The results of the physiological characterization experiments, namely the temperature and pH optima experiments, showed an optimum growth rate at pH 7.0 and 28°C–30°C. The motile Paenarthrobacter ilicis strain 6C shares a similar physiological profile to the overarching Paenarthrobacter ilicis species based on a comparison with Paenarthrobacter ilicis sp*. CR2* (BacID 7619) and Paenarthrobacter aromaticivorans sp*. Nov* (26). This enables the reasonable completion of the missing portion of the temperature curve (Fig. 4), based on existing species-level knowledge. This means the Paenarthrobacter ilicis strain 6C can likely grow at temperatures between 10°C and 35°C, with the upper echelon slightly lower in our experiments compared to Paenarthrobacter ilicis Cr-2, which can still tolerate 40°C and Paenarthrobacter ilicis aromaticivorans to 37°C (26). Additionally, we have established growth between pH 4 and 10 for the species, showing a similar range to that of the other Paenarthrobacter species. The main contradiction in our physiological data to Paenarthrobacter ilicis Cr-2 or aromaticivorans findings is that 6C is motile. This was established both genomically, based on the identification of 29 flagellar chromosomally coded proteins (GMCHHGAN_000805 to GMCHHGAN_000839; see Data Sheet S7), and experimentally (see supplemental material). Physiologically, Paenarthrobacter ilicis 6C shares a growth optimum of 30°C and pH 7 with the other species level examples, arguing that Paenarthrobacter is largely a mesophilic and neutrophilic bacterial genus.
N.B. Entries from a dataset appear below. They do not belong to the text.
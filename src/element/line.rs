use bytemuck::{Pod, Zeroable};
use serde::{Deserialize, Serialize};

use crate::bits::cube::LineCoord;
use crate::debug_invariants::DebugInvariants;
use crate::eclass::ElementClass;
use crate::scheme_error::SchemeError;

/// A line segment `[x, x + len(level))` of the unit tree.
#[repr(C)]
#[derive(
    Clone, Copy, Debug, Default, PartialEq, Eq, Hash, Pod, Zeroable, Serialize, Deserialize,
)]
pub struct LineElement {
    pub x: i32,
    pub level: u8,
    #[serde(skip)]
    pad: [u8; 3],
}

impl LineElement {
    pub const MAXLEVEL: u8 = 30;
    pub const ROOT_LEN: i32 = 1 << Self::MAXLEVEL;

    pub const fn new(x: i32, level: u8) -> Self {
        Self {
            x,
            level,
            pad: [0; 3],
        }
    }

    pub(crate) fn coord(&self) -> LineCoord {
        LineCoord {
            coords: [self.x],
            level: self.level,
        }
    }

    pub(crate) fn from_coord(c: LineCoord) -> Self {
        Self::new(c.coords[0], c.level)
    }
}

impl DebugInvariants for LineElement {
    fn validate_invariants(&self) -> Result<(), SchemeError> {
        super::validate_anchor(ElementClass::Line, &[self.x], self.level, Self::MAXLEVEL)
    }
}

#[cfg(test)]
mod tests {
    use super::*;
    use static_assertions::assert_eq_size;

    assert_eq_size!(LineElement, u64);

    #[test]
    fn misaligned_anchor_is_rejected() {
        assert!(LineElement::new(1 << 29, 1).validate_invariants().is_ok());
        assert!(LineElement::new(1 << 28, 1).validate_invariants().is_err());
        assert!(LineElement::new(LineElement::ROOT_LEN, 0).validate_invariants().is_err());
    }
}
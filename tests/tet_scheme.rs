use std::cmp::Ordering;

use hashbrown::HashSet;
use tree_scheme::prelude::*;

const L: i32 = TetElement::ROOT_LEN;
const HALF: i32 = L / 2;

fn scheme() -> TetScheme {
    TetScheme::default()
}

#[test]
fn class_constants() {
    let s = scheme();
    let root = TetElement::root();
    assert_eq!(s.eclass(), ElementClass::Tetrahedron);
    assert_eq!(s.maxlevel(), 21);
    assert_eq!(s.element_size(), 16);
    assert_eq!(s.num_children(&root), 8);
    assert_eq!(s.num_faces(&root), 4);
    assert_eq!(s.num_face_children(&root, 2).unwrap(), 4);
    assert_eq!(s.child_eclass(7).unwrap(), ElementClass::Tetrahedron);
    assert!(s.child_eclass(8).is_err());
}

#[test]
fn children_of_root_round_trip() {
    let s = scheme();
    let root = TetElement::root();
    let mut kids = [TetElement::default(); 8];
    s.children(&root, &mut kids).unwrap();
    assert!(s.is_family(&kids));
    for (i, k) in kids.iter().enumerate() {
        assert_eq!(s.child_id(k), i);
        assert_eq!(s.parent(k).unwrap(), root);
        for j in 0..8 {
            assert_eq!(s.sibling(k, j).unwrap(), kids[j]);
        }
    }
    assert_eq!(kids[0], TetElement::new(0, 0, 0, 1, 0));
    assert_eq!(kids[7], TetElement::new(HALF, HALF, HALF, 1, 0));
}

#[test]
fn level_two_ids_are_a_bijection() {
    let s = scheme();
    let mut seen = HashSet::new();
    for id in 0..64 {
        let t = s.set_linear_id(2, id).unwrap();
        assert!(t.validate_invariants().is_ok(), "{t:?}");
        assert_eq!(s.linear_id(&t, 2).unwrap(), id);
        assert!(seen.insert(t));
    }
    assert!(matches!(
        s.set_linear_id(2, 64),
        Err(SchemeError::LinearIdOutOfRange { .. })
    ));
}

#[test]
fn successor_and_compare_agree() {
    let s = scheme();
    let mut prev = s.set_linear_id(2, 0).unwrap();
    for _ in 1..64 {
        let next = s.successor(&prev, 2).unwrap();
        assert_eq!(s.compare(&prev, &next), Ordering::Less);
        prev = next;
    }
    assert!(matches!(
        s.successor(&prev, 2),
        Err(SchemeError::NoSuccessor { level: 2, .. })
    ));
}

#[test]
fn type_is_recovered_when_climbing() {
    let s = scheme();
    let root = TetElement::root();
    // child 5 has type 1; its child 2 has type 4 at cube id 1
    let c = s.child(&root, 5).unwrap();
    assert_eq!(c.ty, 1);
    let g = s.child(&c, 2).unwrap();
    assert_eq!(g.ty, 4);
    assert_eq!(s.parent(&g).unwrap(), c);
    assert_eq!(s.ancestor(&g, 1).unwrap(), c);
    assert_eq!(s.ancestor(&g, 0).unwrap(), root);
    assert!(s.is_ancestor(&c, &g));
    assert!(!s.is_ancestor(&s.child(&root, 4).unwrap(), &g));
}

#[test]
fn nearest_common_ancestor_combines_cube_and_type() {
    let s = scheme();
    let root = TetElement::root();
    let c4 = s.child(&root, 4).unwrap();
    let c5 = s.child(&root, 5).unwrap();
    // same cube, different types
    assert_eq!((c4.x, c4.y, c4.z), (c5.x, c5.y, c5.z));
    assert_eq!(s.nearest_common_ancestor(&c4, &c5), root);

    let deep = s.child(&s.child(&c4, 6).unwrap(), 3).unwrap();
    assert_eq!(s.nearest_common_ancestor(&deep, &c4), c4);
    assert_eq!(s.nearest_common_ancestor(&c4, &deep), c4);
    assert_eq!(s.nearest_common_ancestor(&deep, &c5), root);
}

#[test]
fn descendants_of_root() {
    let s = scheme();
    let root = TetElement::root();
    let first = s.first_descendant(&root);
    let last = s.last_descendant(&root);
    assert_eq!(first, TetElement::new(0, 0, 0, 21, 0));
    assert_eq!(last, TetElement::new(L - 1, L - 1, L - 1, 21, 0));
    assert_eq!(s.linear_id(&first, 21).unwrap(), 0);
    assert_eq!(s.linear_id(&last, 21).unwrap(), (1u64 << 63) - 1);
}

#[test]
fn faces_on_root_boundary_map_to_triangles() {
    let s = scheme();
    let root = TetElement::root();
    let c1 = s.child(&root, 1).unwrap();
    // child 1 spans (H,0,0) (L,0,0) (L,H,0) (L,H,H)
    assert_eq!(s.tree_face(&c1, 0).unwrap(), 0);
    assert_eq!(s.tree_face(&c1, 3).unwrap(), 3);
    assert!(matches!(
        s.tree_face(&c1, 1),
        Err(SchemeError::FaceNotOnRootBoundary { face: 1, .. })
    ));

    let tri_half = TriElement::ROOT_LEN / 2;
    let f0 = s.boundary_face(&c1, 0).unwrap();
    assert_eq!(f0, TriElement::new(0, 0, 1, 0));
    let f3 = s.boundary_face(&c1, 3).unwrap();
    assert_eq!(f3, TriElement::new(tri_half, 0, 1, 0));

    assert_eq!(s.extrude_face(&f0, 0).unwrap(), c1);
    assert_eq!(s.extrude_face(&f3, 3).unwrap(), c1);
}

#[test]
fn every_root_face_triangle_extrudes_back() {
    let s = scheme();
    for id in 0..512 {
        let t = s.set_linear_id(3, id).unwrap();
        for face in 0..4 {
            if let Ok(root_face) = s.tree_face(&t, face) {
                let tri = s.boundary_face(&t, face).unwrap();
                assert!(tri.validate_invariants().is_ok());
                assert_eq!(s.extrude_face(&tri, root_face).unwrap(), t);
            }
        }
    }
}

#[test]
fn fine_triangles_are_rejected() {
    let s = scheme();
    let tri = TriElement::new(0, 0, 25, 0);
    assert!(matches!(
        s.extrude_face(&tri, 3),
        Err(SchemeError::LevelOutOfRange { level: 25, maxlevel: 21, .. })
    ));
}

#[test]
fn pool_runs_hold_families() {
    let mut s = scheme();
    let a = s.new_children(&TetElement::root()).unwrap();
    let b = s.new_elements(8).unwrap();
    assert_eq!(s.pool().live_records(), 16);
    let kids = s.elements(a).unwrap().to_vec();
    s.elements_mut(b).unwrap().copy_from_slice(&kids);
    assert!(s.is_family(s.elements(b).unwrap()));
    s.destroy_elements(a).unwrap();
    s.destroy_elements(b).unwrap();
    assert_eq!(s.pool().live_records(), 0);
}

#[test]
fn finest_level_uses_the_full_id_range() {
    let s = scheme();
    let last_id = (1u64 << 63) - 1;
    let t = s.set_linear_id(21, last_id).unwrap();
    assert!(t.validate_invariants().is_ok());
    assert_eq!(t, s.last_descendant(&TetElement::root()));
    assert_eq!(s.linear_id(&t, 21).unwrap(), last_id);
    assert!(matches!(
        s.successor(&t, 21),
        Err(SchemeError::NoSuccessor { level: 21, .. })
    ));
    let prev = s.set_linear_id(21, last_id - 1).unwrap();
    assert_eq!(s.successor(&prev, 21).unwrap(), t);
    assert!(matches!(
        s.child(&t, 0),
        Err(SchemeError::LevelOutOfRange { level: 22, .. })
    ));
}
The growth of the 1 × 5 µm-sized Paenarthrobacter ilicis strain 6C was multiphasic in xanthan media, as seen in the growth curves. This can be explained by the fact that “cell-free” xanthan was likely not free from the remains of lysed Xcc cells and potentially provided easily accessible sugars to boost the growth speed, making it comparable to the glucose condition during the initial growth up until an OD of 0.6 in 0.3% xanthan M9 medium. This will be elaborated on more in-depth in the proteomics section of Discussion, where the chronological resolution allows for a better understanding of the growth phases.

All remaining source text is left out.